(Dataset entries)
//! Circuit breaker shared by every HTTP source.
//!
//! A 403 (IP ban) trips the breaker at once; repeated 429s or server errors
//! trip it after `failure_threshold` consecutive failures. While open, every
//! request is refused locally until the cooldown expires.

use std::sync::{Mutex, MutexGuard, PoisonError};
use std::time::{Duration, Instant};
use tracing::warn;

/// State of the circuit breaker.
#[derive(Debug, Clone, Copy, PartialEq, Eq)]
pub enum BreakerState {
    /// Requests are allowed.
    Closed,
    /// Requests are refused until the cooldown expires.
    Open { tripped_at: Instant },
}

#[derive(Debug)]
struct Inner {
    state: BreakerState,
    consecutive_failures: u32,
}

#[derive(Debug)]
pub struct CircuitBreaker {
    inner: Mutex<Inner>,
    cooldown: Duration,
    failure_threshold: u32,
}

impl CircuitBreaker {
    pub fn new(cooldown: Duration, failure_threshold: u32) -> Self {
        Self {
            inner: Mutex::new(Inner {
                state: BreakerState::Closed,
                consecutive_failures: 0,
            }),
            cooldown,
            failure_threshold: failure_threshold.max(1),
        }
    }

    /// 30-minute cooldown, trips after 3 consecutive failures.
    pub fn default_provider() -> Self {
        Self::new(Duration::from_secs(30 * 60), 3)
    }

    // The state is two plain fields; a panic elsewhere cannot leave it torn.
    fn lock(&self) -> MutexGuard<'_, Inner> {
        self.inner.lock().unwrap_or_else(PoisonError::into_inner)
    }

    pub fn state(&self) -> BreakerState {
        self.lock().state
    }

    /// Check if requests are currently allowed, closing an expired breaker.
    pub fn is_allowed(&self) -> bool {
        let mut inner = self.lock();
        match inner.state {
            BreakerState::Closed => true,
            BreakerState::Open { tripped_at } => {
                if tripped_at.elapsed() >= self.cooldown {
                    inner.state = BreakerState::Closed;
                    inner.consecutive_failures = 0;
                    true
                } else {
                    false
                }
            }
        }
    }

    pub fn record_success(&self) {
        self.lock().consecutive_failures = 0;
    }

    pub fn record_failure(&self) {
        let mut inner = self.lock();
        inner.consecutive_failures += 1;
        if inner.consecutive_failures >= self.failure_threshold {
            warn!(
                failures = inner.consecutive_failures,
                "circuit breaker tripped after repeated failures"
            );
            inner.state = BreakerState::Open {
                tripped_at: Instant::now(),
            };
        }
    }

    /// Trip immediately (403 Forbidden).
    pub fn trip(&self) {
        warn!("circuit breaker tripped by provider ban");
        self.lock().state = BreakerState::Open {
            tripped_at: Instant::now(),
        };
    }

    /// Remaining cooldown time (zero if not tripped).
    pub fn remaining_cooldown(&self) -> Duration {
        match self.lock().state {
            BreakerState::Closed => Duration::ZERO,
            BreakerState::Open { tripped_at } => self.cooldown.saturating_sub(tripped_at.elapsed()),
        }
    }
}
* * *
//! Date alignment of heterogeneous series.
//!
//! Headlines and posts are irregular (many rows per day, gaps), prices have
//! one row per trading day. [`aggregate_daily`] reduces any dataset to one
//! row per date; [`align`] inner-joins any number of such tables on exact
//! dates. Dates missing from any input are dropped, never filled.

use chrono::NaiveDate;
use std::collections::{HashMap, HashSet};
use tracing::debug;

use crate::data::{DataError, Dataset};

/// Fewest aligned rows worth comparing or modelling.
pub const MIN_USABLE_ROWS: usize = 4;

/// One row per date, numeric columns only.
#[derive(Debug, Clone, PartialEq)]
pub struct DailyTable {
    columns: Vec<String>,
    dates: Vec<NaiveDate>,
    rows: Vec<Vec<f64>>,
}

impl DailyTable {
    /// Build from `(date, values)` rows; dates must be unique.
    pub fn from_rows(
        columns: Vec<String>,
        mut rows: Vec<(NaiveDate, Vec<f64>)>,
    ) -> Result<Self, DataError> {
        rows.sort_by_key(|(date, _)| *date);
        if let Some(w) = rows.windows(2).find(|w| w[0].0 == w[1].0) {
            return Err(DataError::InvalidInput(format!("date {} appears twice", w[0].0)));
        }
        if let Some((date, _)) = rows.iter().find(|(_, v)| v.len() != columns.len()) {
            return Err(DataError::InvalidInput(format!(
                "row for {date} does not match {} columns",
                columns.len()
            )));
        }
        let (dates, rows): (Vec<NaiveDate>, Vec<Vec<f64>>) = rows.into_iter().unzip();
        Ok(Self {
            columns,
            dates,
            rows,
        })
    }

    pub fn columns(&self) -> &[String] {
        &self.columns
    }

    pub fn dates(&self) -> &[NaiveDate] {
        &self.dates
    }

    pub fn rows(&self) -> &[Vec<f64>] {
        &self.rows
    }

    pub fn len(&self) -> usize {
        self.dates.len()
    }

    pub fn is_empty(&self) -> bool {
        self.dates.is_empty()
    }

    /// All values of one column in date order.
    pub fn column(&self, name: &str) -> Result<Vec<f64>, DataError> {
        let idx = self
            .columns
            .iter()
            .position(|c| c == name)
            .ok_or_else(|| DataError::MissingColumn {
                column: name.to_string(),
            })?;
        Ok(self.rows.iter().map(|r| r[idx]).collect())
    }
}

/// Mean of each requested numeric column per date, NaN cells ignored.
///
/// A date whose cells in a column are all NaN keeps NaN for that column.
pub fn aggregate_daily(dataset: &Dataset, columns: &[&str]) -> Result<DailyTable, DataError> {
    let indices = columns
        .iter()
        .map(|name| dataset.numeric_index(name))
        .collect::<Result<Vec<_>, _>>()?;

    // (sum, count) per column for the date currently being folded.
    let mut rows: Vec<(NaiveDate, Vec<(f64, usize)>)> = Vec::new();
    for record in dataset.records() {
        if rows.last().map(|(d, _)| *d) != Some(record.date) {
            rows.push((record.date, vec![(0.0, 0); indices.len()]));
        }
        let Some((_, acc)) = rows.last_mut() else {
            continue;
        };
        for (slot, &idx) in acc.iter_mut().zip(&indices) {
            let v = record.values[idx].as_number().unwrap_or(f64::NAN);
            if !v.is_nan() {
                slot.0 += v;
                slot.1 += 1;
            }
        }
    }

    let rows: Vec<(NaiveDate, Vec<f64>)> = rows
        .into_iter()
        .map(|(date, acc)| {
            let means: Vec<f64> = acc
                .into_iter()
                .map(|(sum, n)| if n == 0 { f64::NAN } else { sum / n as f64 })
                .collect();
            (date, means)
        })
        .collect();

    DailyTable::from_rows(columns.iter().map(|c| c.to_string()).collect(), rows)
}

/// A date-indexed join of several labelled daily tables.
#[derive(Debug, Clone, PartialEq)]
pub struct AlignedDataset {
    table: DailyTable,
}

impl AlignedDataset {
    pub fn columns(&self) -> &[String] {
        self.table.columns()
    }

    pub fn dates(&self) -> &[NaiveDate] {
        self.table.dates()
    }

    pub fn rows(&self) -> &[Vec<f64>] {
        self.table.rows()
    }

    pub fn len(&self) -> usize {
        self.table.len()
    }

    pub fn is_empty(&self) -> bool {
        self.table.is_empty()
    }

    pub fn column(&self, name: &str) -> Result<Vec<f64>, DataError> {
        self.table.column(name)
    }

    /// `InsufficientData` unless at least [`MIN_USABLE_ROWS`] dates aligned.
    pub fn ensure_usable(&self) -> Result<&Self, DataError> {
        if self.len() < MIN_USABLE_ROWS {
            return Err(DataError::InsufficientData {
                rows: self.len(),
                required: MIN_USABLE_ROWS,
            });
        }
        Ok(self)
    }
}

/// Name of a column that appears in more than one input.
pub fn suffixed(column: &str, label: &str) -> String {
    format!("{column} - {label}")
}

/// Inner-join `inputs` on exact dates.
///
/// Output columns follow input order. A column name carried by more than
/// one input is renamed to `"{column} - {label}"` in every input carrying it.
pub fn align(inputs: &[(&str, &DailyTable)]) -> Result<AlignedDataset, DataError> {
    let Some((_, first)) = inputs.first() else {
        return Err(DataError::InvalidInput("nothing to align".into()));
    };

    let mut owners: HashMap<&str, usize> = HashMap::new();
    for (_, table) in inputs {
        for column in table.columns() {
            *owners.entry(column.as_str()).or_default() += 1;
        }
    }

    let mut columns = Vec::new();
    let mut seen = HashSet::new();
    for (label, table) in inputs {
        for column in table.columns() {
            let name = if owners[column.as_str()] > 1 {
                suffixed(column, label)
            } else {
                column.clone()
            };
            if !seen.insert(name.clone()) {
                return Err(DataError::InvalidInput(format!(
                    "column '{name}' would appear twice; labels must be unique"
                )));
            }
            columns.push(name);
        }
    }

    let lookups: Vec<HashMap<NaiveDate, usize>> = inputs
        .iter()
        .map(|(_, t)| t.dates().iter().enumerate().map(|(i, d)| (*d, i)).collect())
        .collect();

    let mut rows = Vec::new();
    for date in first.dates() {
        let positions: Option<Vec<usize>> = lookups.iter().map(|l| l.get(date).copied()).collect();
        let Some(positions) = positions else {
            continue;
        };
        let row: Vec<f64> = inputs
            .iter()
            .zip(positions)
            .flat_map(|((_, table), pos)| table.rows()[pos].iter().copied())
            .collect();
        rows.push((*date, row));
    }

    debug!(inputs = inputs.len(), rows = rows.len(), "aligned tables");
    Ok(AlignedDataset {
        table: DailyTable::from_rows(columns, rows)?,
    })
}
--
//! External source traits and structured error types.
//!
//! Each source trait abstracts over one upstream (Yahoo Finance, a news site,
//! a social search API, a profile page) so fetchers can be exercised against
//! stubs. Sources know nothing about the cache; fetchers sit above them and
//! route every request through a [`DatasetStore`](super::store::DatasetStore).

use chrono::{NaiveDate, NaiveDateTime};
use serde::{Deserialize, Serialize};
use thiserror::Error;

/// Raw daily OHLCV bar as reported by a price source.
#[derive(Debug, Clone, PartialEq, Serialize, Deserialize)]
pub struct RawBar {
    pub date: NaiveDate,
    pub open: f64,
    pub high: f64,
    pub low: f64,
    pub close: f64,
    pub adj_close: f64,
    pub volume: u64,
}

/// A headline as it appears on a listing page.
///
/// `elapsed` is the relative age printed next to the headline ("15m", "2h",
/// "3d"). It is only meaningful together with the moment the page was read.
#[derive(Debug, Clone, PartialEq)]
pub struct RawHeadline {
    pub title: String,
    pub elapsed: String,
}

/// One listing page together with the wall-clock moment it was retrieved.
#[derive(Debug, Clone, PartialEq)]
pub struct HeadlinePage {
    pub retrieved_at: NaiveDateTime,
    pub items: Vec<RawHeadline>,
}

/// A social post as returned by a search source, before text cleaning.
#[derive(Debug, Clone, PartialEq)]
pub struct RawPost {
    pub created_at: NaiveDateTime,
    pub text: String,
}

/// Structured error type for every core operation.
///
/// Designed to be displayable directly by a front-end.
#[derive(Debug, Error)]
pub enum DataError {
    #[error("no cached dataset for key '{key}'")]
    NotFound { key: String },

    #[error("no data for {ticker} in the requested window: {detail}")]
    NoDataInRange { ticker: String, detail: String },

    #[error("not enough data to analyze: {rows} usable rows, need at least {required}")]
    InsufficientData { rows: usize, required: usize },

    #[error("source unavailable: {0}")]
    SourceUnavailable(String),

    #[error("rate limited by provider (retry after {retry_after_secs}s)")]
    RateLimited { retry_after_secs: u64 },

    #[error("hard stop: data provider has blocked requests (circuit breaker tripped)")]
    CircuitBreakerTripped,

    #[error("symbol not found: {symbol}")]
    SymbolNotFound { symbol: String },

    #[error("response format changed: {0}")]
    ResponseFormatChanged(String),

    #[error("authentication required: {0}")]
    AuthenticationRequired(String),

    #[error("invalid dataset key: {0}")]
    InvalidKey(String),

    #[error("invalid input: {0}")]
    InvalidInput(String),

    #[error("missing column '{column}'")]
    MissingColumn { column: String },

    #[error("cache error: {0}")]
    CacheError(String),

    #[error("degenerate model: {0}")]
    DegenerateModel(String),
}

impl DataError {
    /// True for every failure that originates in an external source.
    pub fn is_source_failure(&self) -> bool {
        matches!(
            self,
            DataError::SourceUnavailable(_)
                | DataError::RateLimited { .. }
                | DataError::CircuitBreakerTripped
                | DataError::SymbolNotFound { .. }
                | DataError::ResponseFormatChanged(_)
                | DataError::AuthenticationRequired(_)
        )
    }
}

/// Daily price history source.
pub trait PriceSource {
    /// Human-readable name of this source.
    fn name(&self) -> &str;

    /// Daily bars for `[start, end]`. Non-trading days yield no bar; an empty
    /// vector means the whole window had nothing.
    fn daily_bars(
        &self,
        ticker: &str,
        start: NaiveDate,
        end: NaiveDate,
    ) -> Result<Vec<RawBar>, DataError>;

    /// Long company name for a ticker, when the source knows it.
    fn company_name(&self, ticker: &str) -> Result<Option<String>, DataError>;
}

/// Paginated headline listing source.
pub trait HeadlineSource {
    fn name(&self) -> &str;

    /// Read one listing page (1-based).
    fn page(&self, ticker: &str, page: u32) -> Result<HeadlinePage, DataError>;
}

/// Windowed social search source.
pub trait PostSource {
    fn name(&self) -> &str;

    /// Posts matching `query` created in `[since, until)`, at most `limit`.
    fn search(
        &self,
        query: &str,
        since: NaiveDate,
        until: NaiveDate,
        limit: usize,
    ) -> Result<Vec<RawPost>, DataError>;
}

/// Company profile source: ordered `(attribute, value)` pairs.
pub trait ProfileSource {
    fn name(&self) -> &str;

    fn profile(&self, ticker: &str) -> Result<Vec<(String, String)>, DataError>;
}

ACTION ITEM: Filter the records down to the lines containing the word "RawHeadline", and copy those.

RESPONSE AREA:
pub struct RawHeadline {
    pub items: Vec<RawHeadline>,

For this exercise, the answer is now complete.